What is most appalling to me is that this is not the first time the VA has covered up the problems facing veterans who sacrificed for our country.  Time and again, the VA has told us one thing in public -- while saying something completely different in private.  It is outrageous to me that VA officials would put public appearance ahead of people's lives.  Yet, Mr. President, it appears that is what has happened again.  
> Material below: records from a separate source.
// crates/cli/src/main.rs

use anyhow::{bail, Context, Result};
use clap::{value_parser, Arg, ArgAction, Command};
use courier_config::{Config, ConfigManager};
use std::path::PathBuf;

mod commands;
mod settings;

fn build_cli() -> Command {
    Command::new("courier")
        .version(env!("CARGO_PKG_VERSION"))
        .about("Deduplicating, caching HTTP client with resumable chunked uploads")
        .arg(
            Arg::new("config-dir")
                .long("config-dir")
                .value_name("DIR")
                .help("Directory holding config.toml (defaults to the platform config dir)")
                .global(true),
        )
        .arg(
            Arg::new("base-url")
                .short('b')
                .long("base-url")
                .value_name("URL")
                .help("Base URL for relative paths, overriding the config file")
                .global(true),
        )
        .subcommand(
            Command::new("get")
                .about("Send a GET request and print the response")
                .arg(
                    Arg::new("url")
                        .required(true)
                        .value_name("URL")
                        .help("Absolute URL or path under the base URL"),
                )
                .arg(
                    Arg::new("param")
                        .short('p')
                        .long("param")
                        .value_name("KEY=VALUE")
                        .help("Query parameter; repeat a key to send a list")
                        .action(ArgAction::Append),
                )
                .arg(
                    Arg::new("header")
                        .short('H')
                        .long("header")
                        .value_name("NAME:VALUE")
                        .help("Request header")
                        .action(ArgAction::Append),
                )
                .arg(
                    Arg::new("no-cache")
                        .long("no-cache")
                        .help("Bypass the response cache")
                        .action(ArgAction::SetTrue),
                )
                .arg(
                    Arg::new("repeat")
                        .short('n')
                        .long("repeat")
                        .value_name("COUNT")
                        .help("Fire COUNT identical requests at once")
                        .value_parser(value_parser!(usize))
                        .default_value("1"),
                )
                .arg(
                    Arg::new("stats")
                        .long("stats")
                        .help("Print cache and queue statistics afterwards")
                        .action(ArgAction::SetTrue),
                ),
        )
        .subcommand(
            Command::new("upload")
                .about("Upload a file in resumable chunks")
                .arg(
                    Arg::new("file")
                        .required(true)
                        .value_name("FILE")
                        .help("File to upload"),
                )
                .arg(
                    Arg::new("chunk-size")
                        .short('c')
                        .long("chunk-size")
                        .value_name("BYTES")
                        .help("Chunk size for this upload")
                        .value_parser(value_parser!(u64)),
                )
                .arg(
                    Arg::new("concurrency")
                        .short('j')
                        .long("concurrency")
                        .value_name("N")
                        .help("Chunks uploaded at once")
                        .value_parser(value_parser!(usize)),
                ),
        )
        .subcommand(
            Command::new("config")
                .about("Inspect or manage the configuration file")
                .subcommand(
                    Command::new("init").about("Write a default config file if none exists"),
                )
                .subcommand(Command::new("show").about("Print the effective configuration"))
                .subcommand(Command::new("path").about("Print the config file location"))
                .subcommand(
                    Command::new("validate").about("Check the config file for invalid values"),
                )
                .subcommand(
                    Command::new("reset").about("Overwrite the config file with defaults"),
                ),
        )
}

fn config_manager(matches: &clap::ArgMatches) -> Result<ConfigManager> {
    let manager = match matches.get_one::<String>("config-dir") {
        Some(dir) => ConfigManager::with_directory(PathBuf::from(dir)),
        None => ConfigManager::new(),
    };
    manager.context("Failed to resolve config directory")
}

/// File, then `COURIER_*` variables, then command-line flags
fn effective_config(manager: &ConfigManager, matches: &clap::ArgMatches) -> Result<Config> {
    let mut config = manager
        .load_with_env_overrides()
        .context("Failed to load configuration")?;

    if let Some(base_url) = matches.get_one::<String>("base-url") {
        config.request.base_url = Some(base_url.clone());
    }

    if let Err(errors) = config.validate() {
        let messages: Vec<String> = errors.iter().map(|e| e.to_string()).collect();
        bail!("Invalid configuration:\n  {}", messages.join("\n  "));
    }
    Ok(config)
}

#[tokio::main]
async fn main() -> Result<()> {
    env_logger::Builder::from_env(env_logger::Env::default().default_filter_or("info")).init();
    let matches = build_cli().get_matches();
    let manager = config_manager(&matches)?;

    match matches.subcommand() {
        Some(("get", sub_matches)) => {
            let config = effective_config(&manager, &matches)?;
            commands::get_url(&config, sub_matches).await
        }
        Some(("upload", sub_matches)) => {
            let config = effective_config(&manager, &matches)?;
            commands::upload_file(&config, sub_matches).await
        }
        Some(("config", sub_matches)) => match sub_matches.subcommand() {
            Some(("init", _)) => commands::config_init(&manager),
            Some(("show", _)) => {
                let config = effective_config(&manager, &matches)?;
                commands::config_show(&config)
            }
            Some(("path", _)) => {
                println!("{}", manager.config_path().display());
                Ok(())
            }
            Some(("validate", _)) => commands::config_validate(&manager),
            Some(("reset", _)) => commands::config_reset(&manager),
            _ => {
                build_cli().print_help()?;
                Ok(())
            }
        },
        _ => {
            build_cli().print_help()?;
            Ok(())
        }
    }
}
When we -- as members of Congress -- sit down to determine the resources to give the VA, we must have a true picture of the needs.  And if there's a problem, we have to act.  It's our duty -- and the duty of the Administration -- to care for veterans.  By covering up the true extent of that problem, the VA has hindered our ability to get those resources to the veterans who need them.  That is irresponsible, and it's wrong. 
 
Senator Daniel K. Akaka has joined Murray in calling for Ira Katz' resignation.  Meanwhile C.W. Nevius (San Francisco Chronicle) reports on the attorney handling the lawsuit against the VA, Gordon Erspamer: "He's a rainmaker attorney for a major firm in the city who has set aside time to take legal action that doesn't earn a penny. And besides that, he's got a compelling and personal back story and a chip on his shoulder to prove it.  Erspamer's cause since the late '70s has been the rights of armed forces veterans, and this week's trial has the VA squirming over a shocking rate of suicides among vets and has captured the national spotlight."   Aimee Allison and Aaron Glantz hosted a live report on KPFA about the trial Tuesday and  Gordon Erspamer was interviewed in the first hour.
 
[. . .]
 
Turning to US politics.  First up, Wednesday's snapshot referenced Big Tent Democrat's post (TalkLeft) on the nonsense of Tom Hayden -- the latest nonsense from a lifetime of nonsense but the link was wrong.  My apologies.  The correct link is here.  Wednesday night, Elaine provided the letter Hayden needs to write -- the public letter -- and why no woman need listen to him until he does. (Not that they need to listen to him after, for that matter.) Wednesday night, Taylor Marsh also weighed in on Tom's nonsense and, let me repeat something here, Tom invents things.  He invents conversations that allegedly happened years ago when he needs them for modern times.  We've avoided commenting on his current wife here because who knows what the woman did or didn't know.  Tom loves to embellish a tale.  But the point is that he's a longterm sexist and no women needs him speaking for her.  On the topic of sexists, Keith Olberman of MSNBC, as Jeralyn (TalkLeft) points out, made a comment on air that has some wondering if he was calling for Hillary Clinton to be assaulted or murdered: "Hyperbole? A figure of speech? Sexist? Or a call to snuff her out?"  Joan Walsh (Salon) explains Olberman has 'apologized' -- he still doesn't get how offensive his statement was and how his add-on only more so.  He gets that it sounded to some like murder but he still doesn't get (and Walsh doesn't appear to either) that the "apology" is still stating a woman needs to be taken into a room and forced "politically" out of the race.  It's undemocratic and, with his pattern, it's sexist.  Susan UnPC (No Quarter), writing before the 'apology,' gets it very clearly, "Take notice of his use of the pronoun 'he'."  Meanwhile Paul Krugman (New York Times) examines the working class support for Hillary Clinton and how Obama still -- all these months later -- can't connect with those voters?  Jonathan Mann (CNN) explains, "Hillary is back.  Until now, Hillary Clinton's campaign hd one consistent quality -- it kept coming up short. . . . The biggest question about her campaign was when it would finally succumb to being so second-place. This week that changed. She won the Pennsylvania primary by 10 percentage points, a margin that convinced contributors to flood her Internet site with $10 million."